Durante un test di pressurizzazione in laboratorio, una cupola realizzata mediante sinterizzazione laser di regolite lunare simulata è collassata in modo catastrofico a 0,8 bar di pressione interna. L'analisi successiva, condotta tramite tomografia 3D e mesh in nTopology, ha rivelato che la causa principale non era un difetto macroscopico, ma una distribuzione eterogenea della porosità interna. Le variazioni nella granulometria della polvere di regolite hanno generato zone con densità relative inferiori all'85%, creando percorsi preferenziali per l'inizio di cricche da fatica sotto carico sostenuto.

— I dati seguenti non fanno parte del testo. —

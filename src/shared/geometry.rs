//! Geometry primitives
//!
//! Rectangles, points, sizes and border margins shared by the window core,
//! placement and the renderer hooks. Rectangles use exclusive right/bottom
//! edges: `right() == x + width`.

use serde::{Deserialize, Serialize};

/// A point in global compositor coordinates
#[derive(Debug, Clone, Copy, Default, PartialEq, Eq, Hash, Serialize, Deserialize)]
pub struct Point {
    pub x: i32,
    pub y: i32,
}

impl Point {
    pub const fn new(x: i32, y: i32) -> Self {
        Self { x, y }
    }
}

impl std::ops::Add for Point {
    type Output = Point;

    fn add(self, rhs: Point) -> Point {
        Point::new(self.x + rhs.x, self.y + rhs.y)
    }
}

impl std::ops::Sub for Point {
    type Output = Point;

    fn sub(self, rhs: Point) -> Point {
        Point::new(self.x - rhs.x, self.y - rhs.y)
    }
}

/// A width/height pair
#[derive(Debug, Clone, Copy, Default, PartialEq, Eq, Hash, Serialize, Deserialize)]
pub struct Size {
    pub width: i32,
    pub height: i32,
}

impl Size {
    pub const fn new(width: i32, height: i32) -> Self {
        Self { width, height }
    }

    /// Both dimensions are strictly positive
    pub fn is_valid(&self) -> bool {
        self.width > 0 && self.height > 0
    }

    pub fn bounded_to(&self, other: Size) -> Size {
        Size::new(self.width.min(other.width), self.height.min(other.height))
    }

    pub fn expanded_to(&self, other: Size) -> Size {
        Size::new(self.width.max(other.width), self.height.max(other.height))
    }
}

/// Window geometry
#[derive(Debug, Clone, Copy, Default, PartialEq, Eq, Hash, Serialize, Deserialize)]
pub struct Geometry {
    pub x: i32,
    pub y: i32,
    pub width: i32,
    pub height: i32,
}

impl Geometry {
    pub const fn new(x: i32, y: i32, width: i32, height: i32) -> Self {
        Self { x, y, width, height }
    }

    pub fn from_parts(pos: Point, size: Size) -> Self {
        Self::new(pos.x, pos.y, size.width, size.height)
    }

    pub fn pos(&self) -> Point {
        Point::new(self.x, self.y)
    }

    pub fn size(&self) -> Size {
        Size::new(self.width, self.height)
    }

    /// Exclusive right edge
    pub fn right(&self) -> i32 {
        self.x + self.width
    }

    /// Exclusive bottom edge
    pub fn bottom(&self) -> i32 {
        self.y + self.height
    }

    pub fn center(&self) -> Point {
        Point::new(self.x + self.width / 2, self.y + self.height / 2)
    }

    /// A geometry with a positive area. The empty default is not valid and
    /// stands for "nothing remembered" in restore slots.
    pub fn is_valid(&self) -> bool {
        self.width > 0 && self.height > 0
    }

    pub fn contains_point(&self, p: Point) -> bool {
        p.x >= self.x && p.x < self.right() && p.y >= self.y && p.y < self.bottom()
    }

    pub fn contains(&self, other: &Geometry) -> bool {
        other.x >= self.x
            && other.y >= self.y
            && other.right() <= self.right()
            && other.bottom() <= self.bottom()
    }

    pub fn intersects(&self, other: &Geometry) -> bool {
        self.is_valid()
            && other.is_valid()
            && self.x < other.right()
            && other.x < self.right()
            && self.y < other.bottom()
            && other.y < self.bottom()
    }

    pub fn intersected(&self, other: &Geometry) -> Geometry {
        let x = self.x.max(other.x);
        let y = self.y.max(other.y);
        let right = self.right().min(other.right());
        let bottom = self.bottom().min(other.bottom());
        if right <= x || bottom <= y {
            return Geometry::default();
        }
        Geometry::new(x, y, right - x, bottom - y)
    }

    /// Bounding rectangle of both; an invalid operand is ignored
    pub fn united(&self, other: &Geometry) -> Geometry {
        if !self.is_valid() {
            return *other;
        }
        if !other.is_valid() {
            return *self;
        }
        let x = self.x.min(other.x);
        let y = self.y.min(other.y);
        let right = self.right().max(other.right());
        let bottom = self.bottom().max(other.bottom());
        Geometry::new(x, y, right - x, bottom - y)
    }

    pub fn translated(&self, dx: i32, dy: i32) -> Geometry {
        Geometry::new(self.x + dx, self.y + dy, self.width, self.height)
    }

    pub fn moved_to(&self, pos: Point) -> Geometry {
        Geometry::new(pos.x, pos.y, self.width, self.height)
    }

    pub fn with_size(&self, size: Size) -> Geometry {
        Geometry::new(self.x, self.y, size.width, size.height)
    }

    pub fn with_center(&self, center: Point) -> Geometry {
        Geometry::new(
            center.x - self.width / 2,
            center.y - self.height / 2,
            self.width,
            self.height,
        )
    }

    /// Grow each edge outwards by the margins
    pub fn grown_by(&self, m: Margins) -> Geometry {
        Geometry::new(
            self.x - m.left,
            self.y - m.top,
            self.width + m.left + m.right,
            self.height + m.top + m.bottom,
        )
    }

    /// Shrink each edge inwards by the margins
    pub fn shrunk_by(&self, m: Margins) -> Geometry {
        Geometry::new(
            self.x + m.left,
            self.y + m.top,
            self.width - m.left - m.right,
            self.height - m.top - m.bottom,
        )
    }
}

/// Decoration border extents
#[derive(Debug, Clone, Copy, Default, PartialEq, Eq, Serialize, Deserialize)]
pub struct Margins {
    pub left: i32,
    pub top: i32,
    pub right: i32,
    pub bottom: i32,
}

impl Margins {
    pub const fn new(left: i32, top: i32, right: i32, bottom: i32) -> Self {
        Self { left, top, right, bottom }
    }

    pub fn horizontal(&self) -> i32 {
        self.left + self.right
    }

    pub fn vertical(&self) -> i32 {
        self.top + self.bottom
    }

    pub fn is_zero(&self) -> bool {
        *self == Margins::default()
    }
}

#[cfg(test)]
mod tests {
    use super::*;

    #[test]
    fn edges_are_exclusive() {
        let g = Geometry::new(10, 20, 100, 50);
        assert_eq!(g.right(), 110);
        assert_eq!(g.bottom(), 70);
        assert!(g.contains_point(Point::new(109, 69)));
        assert!(!g.contains_point(Point::new(110, 69)));
    }

    #[test]
    fn intersection_and_union() {
        let a = Geometry::new(0, 0, 100, 100);
        let b = Geometry::new(50, 50, 100, 100);
        assert_eq!(a.intersected(&b), Geometry::new(50, 50, 50, 50));
        assert_eq!(a.united(&b), Geometry::new(0, 0, 150, 150));
        assert!(!a.intersects(&Geometry::new(100, 0, 10, 10)));
        assert_eq!(a.united(&Geometry::default()), a);
    }

    #[test]
    fn margins_round_trip_through_grow_and_shrink() {
        let m = Margins::new(2, 32, 2, 2);
        let client = Geometry::new(100, 100, 300, 200);
        let frame = client.grown_by(m);
        assert_eq!(frame, Geometry::new(98, 68, 304, 234));
        assert_eq!(frame.shrunk_by(m), client);
    }

    #[test]
    fn center_moves_keep_size() {
        let g = Geometry::new(0, 0, 200, 100).with_center(Point::new(500, 500));
        assert_eq!(g, Geometry::new(400, 450, 200, 100));
    }
}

Simulazione di fatica in Siemens NX: il ruolo della distribuzione granulometrica 🔬
L'integrazione di nTopology con Siemens NX ha permesso di modellare il comportamento meccanico della struttura a partire da dati di porosità reali estratti dalla scansione laser 3D. Nella simulazione agli elementi finiti, sono stati applicati cicli di pressurizzazione interna rappresentativi di un habitat lunare (da 0,5 a 1,0 bar). I risultati hanno mostrato che le zone con granulometria fine (inferiore a 45 micron) presentavano una coalescenza accelerata dei pori, riducendo la vita a fatica del 60% rispetto alle zone con granulometria controllata. Il modulo di fatica di Siemens NX ha identificato che la tensione principale massima si concentrava sui bordi dei pori interconnessi, superando il limite elastico del materiale sinterizzato anche sotto carichi nominali.

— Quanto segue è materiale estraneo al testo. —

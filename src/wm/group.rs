//! Window groups
//!
//! X11 windows sharing a WM_CLIENT_LEADER / window-group leader. Group
//! transients are transient for every non-transient member of their group.

use std::collections::HashMap;

use serde::{Deserialize, Serialize};
use tracing::debug;

use crate::compositor::Compositor;
use crate::wm::window::WindowId;

/// Group handle: the X11 id of the group leader window
#[derive(Debug, Clone, Copy, PartialEq, Eq, Hash, PartialOrd, Ord, Serialize, Deserialize)]
pub struct GroupId(pub u32);

#[derive(Debug, Clone, Default)]
pub struct Group {
    /// Managed leader window, if the leader itself is managed
    pub leader: Option<WindowId>,
    pub members: Vec<WindowId>,
    /// External references keeping an empty group alive
    pub refcount: u32,
}

impl Group {
    fn is_dead(&self) -> bool {
        self.refcount == 0 && self.members.is_empty()
    }
}

/// All live groups
#[derive(Debug, Default)]
pub struct Groups {
    groups: HashMap<GroupId, Group>,
}

impl Groups {
    pub fn new() -> Self {
        Self::default()
    }

    pub fn get(&self, id: GroupId) -> Option<&Group> {
        self.groups.get(&id)
    }

    pub fn len(&self) -> usize {
        self.groups.len()
    }

    pub fn is_empty(&self) -> bool {
        self.groups.is_empty()
    }

    pub fn ref_group(&mut self, id: GroupId) {
        self.groups.entry(id).or_default().refcount += 1;
    }

    /// Drop a reference; the group goes away once unreferenced and empty
    pub fn deref_group(&mut self, id: GroupId) {
        if let Some(group) = self.groups.get_mut(&id) {
            group.refcount = group.refcount.saturating_sub(1);
            if group.is_dead() {
                self.groups.remove(&id);
            }
        }
    }

    fn add_member(&mut self, id: GroupId, member: WindowId) {
        let group = self.groups.entry(id).or_default();
        if !group.members.contains(&member) {
            group.members.push(member);
        }
    }

    fn remove_member(&mut self, id: GroupId, member: WindowId) {
        if let Some(group) = self.groups.get_mut(&id) {
            group.members.retain(|m| *m != member);
            if group.leader == Some(member) {
                group.leader = None;
            }
            if group.is_dead() {
                self.groups.remove(&id);
            }
        }
    }

    /// The managed leader window went away
    pub fn lost_leader(&mut self, id: GroupId) {
        if let Some(group) = self.groups.get_mut(&id) {
            group.leader = None;
        }
    }
}

impl Compositor {
    /// Put a window into a group, or take it out with `None`
    pub fn set_group(&mut self, id: WindowId, group: Option<GroupId>) {
        let Some(old) = self.windows.get(&id).map(|w| w.group) else {
            return;
        };
        if old == group {
            return;
        }
        if let Some(old) = old {
            self.leave_group(id, old);
        }
        if let Some(w) = self.windows.get_mut(&id) {
            w.group = group;
        }
        if let Some(gid) = group {
            self.groups.add_member(gid, id);
            let is_leader = self.windows.get(&id).and_then(|w| w.xid) == Some(gid.0);
            if is_leader && let Some(g) = self.groups.groups.get_mut(&gid) {
                g.leader = Some(id);
            }
            debug!("Window {} joined group {:?}", id, gid);
            self.update_group_transients(gid);
        }
    }

    /// Mark a window as transient for its whole group
    pub fn set_group_transient(&mut self, id: WindowId, group_transient: bool) {
        let Some(w) = self.windows.get_mut(&id) else {
            return;
        };
        if w.transient.group_transient == group_transient {
            return;
        }
        w.transient.group_transient = group_transient;
        let group = w.group;
        if !group_transient {
            for lead in self.leads(id) {
                self.remove_transient(lead, id);
            }
        }
        if let Some(gid) = group {
            self.update_group_transients(gid);
        }
    }

    /// Members of the window's group, the window included
    pub fn group_members(&self, id: WindowId) -> Vec<WindowId> {
        self.windows
            .get(&id)
            .and_then(|w| w.group)
            .and_then(|gid| self.groups.get(gid))
            .map(|g| g.members.clone())
            .unwrap_or_default()
    }

    pub fn in_same_group(&self, a: WindowId, b: WindowId) -> bool {
        let ga = self.windows.get(&a).and_then(|w| w.group);
        ga.is_some() && ga == self.windows.get(&b).and_then(|w| w.group)
    }

    /// Re-link every group transient to the group's main windows
    fn update_group_transients(&mut self, gid: GroupId) {
        let members = self.groups.get(gid).map(|g| g.members.clone()).unwrap_or_default();
        let (transients, mains): (Vec<WindowId>, Vec<WindowId>) =
            members.into_iter().partition(|m| {
                self.windows
                    .get(m)
                    .is_some_and(|w| w.transient.group_transient)
            });
        for &t in &transients {
            for &m in &mains {
                let is_plain_transient = self.windows.get(&m).is_some_and(|w| w.is_transient());
                if !is_plain_transient && !self.has_transient(t, m, true) {
                    self.add_transient(m, t);
                }
            }
        }
    }

    pub(crate) fn leave_group(&mut self, id: WindowId, gid: GroupId) {
        let group_transient = self
            .windows
            .get(&id)
            .is_some_and(|w| w.transient.group_transient);
        let members = self.groups.get(gid).map(|g| g.members.clone()).unwrap_or_default();
        for m in members {
            if m == id {
                continue;
            }
            if group_transient {
                self.remove_transient(m, id);
            } else if self.windows.get(&m).is_some_and(|w| w.transient.group_transient) {
                self.remove_transient(id, m);
            }
        }
        self.groups.remove_member(gid, id);
        if let Some(w) = self.windows.get_mut(&id) {
            w.group = None;
        }
    }
}

#[cfg(test)]
mod tests {
    use super::*;
    use crate::compositor::tests::{compositor, manage_at};
    use crate::shared::Geometry;

    #[test]
    fn group_transient_gets_every_main_member_as_lead() {
        let mut comp = compositor();
        let a = manage_at(&mut comp, Geometry::new(0, 0, 200, 200));
        let b = manage_at(&mut comp, Geometry::new(0, 0, 200, 200));
        let t = manage_at(&mut comp, Geometry::new(0, 0, 100, 100));
        let gid = GroupId(42);
        comp.set_group(a, Some(gid));
        comp.set_group(b, Some(gid));
        comp.set_group_transient(t, true);
        comp.set_group(t, Some(gid));

        let mut leads = comp.leads(t);
        leads.sort();
        assert_eq!(leads, vec![a, b]);
        assert!(comp.in_same_group(a, t));
    }

    #[test]
    fn group_dies_when_unreferenced_and_empty() {
        let mut comp = compositor();
        let a = manage_at(&mut comp, Geometry::new(0, 0, 200, 200));
        let gid = GroupId(7);
        comp.groups.ref_group(gid);
        comp.set_group(a, Some(gid));
        comp.set_group(a, None);
        assert!(comp.groups.get(gid).is_some());
        comp.groups.deref_group(gid);
        assert!(comp.groups.get(gid).is_none());
    }

    #[test]
    fn leaving_drops_group_transient_links() {
        let mut comp = compositor();
        let a = manage_at(&mut comp, Geometry::new(0, 0, 200, 200));
        let t = manage_at(&mut comp, Geometry::new(0, 0, 100, 100));
        let gid = GroupId(9);
        comp.set_group(a, Some(gid));
        comp.set_group_transient(t, true);
        comp.set_group(t, Some(gid));
        assert_eq!(comp.leads(t), vec![a]);
        comp.set_group(a, None);
        assert!(comp.leads(t).is_empty());
    }
}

Lezioni per il controllo di processo in habitat extraterrestri 🚀
Il cedimento dimostra che la semplice sinterizzazione non garantisce l'integrità strutturale se non si controlla la distribuzione della dimensione delle particelle in tempo reale. Sistemi come lo Zoller & Fröhlich LaserControl potrebbero essere integrati nel processo di stampa per monitorare la profondità di penetrazione del fascio e regolare la potenza in base alla granulometria locale. La simulazione predittiva in nTopology, alimentata con dati di porosità, deve diventare un requisito preliminare per qualsiasi certificazione di habitat lunari stampati in situ, evitando così che una variazione apparentemente minore nella polvere comprometta una struttura critica.

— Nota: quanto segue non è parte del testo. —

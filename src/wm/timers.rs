//! Timers
//!
//! Single-shot per-window timers. Starting a timer replaces any outstanding
//! one of the same kind for the same window, so at most one is pending per
//! purpose. The compositor drives them from `Compositor::dispatch`.

use std::collections::HashMap;
use std::time::{Duration, Instant};

use crate::wm::window::WindowId;

/// What a timer is for
#[derive(Debug, Clone, Copy, PartialEq, Eq, Hash, PartialOrd, Ord)]
pub enum TimerKind {
    AutoRaise,
    /// Electric-border maximize preview debounce
    ElectricMaximizing,
    /// Titlebar press turning into a drag
    DelayedMoveResize,
    /// Remnant keeping annexed children alive
    AnnexedTimeout,
}

#[derive(Debug, Default)]
pub struct Timers {
    deadlines: HashMap<(WindowId, TimerKind), Instant>,
}

impl Timers {
    pub fn new() -> Self {
        Self::default()
    }

    /// Arm a timer; cancels the previous one of the same kind
    pub fn start(&mut self, id: WindowId, kind: TimerKind, now: Instant, interval: Duration) {
        self.deadlines.insert((id, kind), now + interval);
    }

    pub fn cancel(&mut self, id: WindowId, kind: TimerKind) -> bool {
        self.deadlines.remove(&(id, kind)).is_some()
    }

    /// Drop every timer of a window
    pub fn cancel_all(&mut self, id: WindowId) {
        self.deadlines.retain(|(wid, _), _| *wid != id);
    }

    pub fn is_active(&self, id: WindowId, kind: TimerKind) -> bool {
        self.deadlines.contains_key(&(id, kind))
    }

    pub fn deadline(&self, id: WindowId, kind: TimerKind) -> Option<Instant> {
        self.deadlines.get(&(id, kind)).copied()
    }

    /// Remove and return every timer due at `now`, earliest first
    pub fn take_due(&mut self, now: Instant) -> Vec<(WindowId, TimerKind)> {
        let mut due: Vec<_> = self
            .deadlines
            .iter()
            .filter(|(_, deadline)| **deadline <= now)
            .map(|(key, deadline)| (*deadline, *key))
            .collect();
        due.sort();
        for (_, key) in &due {
            self.deadlines.remove(key);
        }
        due.into_iter().map(|(_, key)| key).collect()
    }

    pub fn is_empty(&self) -> bool {
        self.deadlines.is_empty()
    }
}

#[cfg(test)]
mod tests {
    use super::*;

    #[test]
    fn restarting_replaces_the_pending_timer() {
        let mut timers = Timers::new();
        let now = Instant::now();
        let id = WindowId(1);
        timers.start(id, TimerKind::AutoRaise, now, Duration::from_millis(100));
        timers.start(id, TimerKind::AutoRaise, now, Duration::from_millis(500));

        assert!(timers.take_due(now + Duration::from_millis(200)).is_empty());
        assert_eq!(
            timers.take_due(now + Duration::from_millis(500)),
            vec![(id, TimerKind::AutoRaise)]
        );
        assert!(timers.is_empty());
    }

    #[test]
    fn due_timers_come_out_earliest_first() {
        let mut timers = Timers::new();
        let now = Instant::now();
        timers.start(WindowId(2), TimerKind::AutoRaise, now, Duration::from_millis(30));
        timers.start(WindowId(1), TimerKind::DelayedMoveResize, now, Duration::from_millis(10));
        let due = timers.take_due(now + Duration::from_millis(50));
        assert_eq!(
            due,
            vec![
                (WindowId(1), TimerKind::DelayedMoveResize),
                (WindowId(2), TimerKind::AutoRaise)
            ]
        );
    }

    #[test]
    fn cancel_all_only_touches_one_window() {
        let mut timers = Timers::new();
        let now = Instant::now();
        timers.start(WindowId(1), TimerKind::AutoRaise, now, Duration::from_millis(1));
        timers.start(WindowId(1), TimerKind::ElectricMaximizing, now, Duration::from_millis(1));
        timers.start(WindowId(2), TimerKind::AutoRaise, now, Duration::from_millis(1));
        timers.cancel_all(WindowId(1));
        assert!(!timers.is_active(WindowId(1), TimerKind::AutoRaise));
        assert!(timers.is_active(WindowId(2), TimerKind::AutoRaise));
    }
}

In uno scenario di pressurizzazione progressiva di una cupola lunare fabbricata con regolite sinterizzata, è possibile prevedere analiticamente la soglia di pressione critica in cui la porosità intrinseca del materiale inizia la propagazione instabile delle cricche, o è necessario un modello numerico agli elementi finiti con criteri di frattura mesoscopica per catturare l'interazione tra i pori?
(PS: La fatica dei materiali è come la tua dopo 10 ore di simulazione.)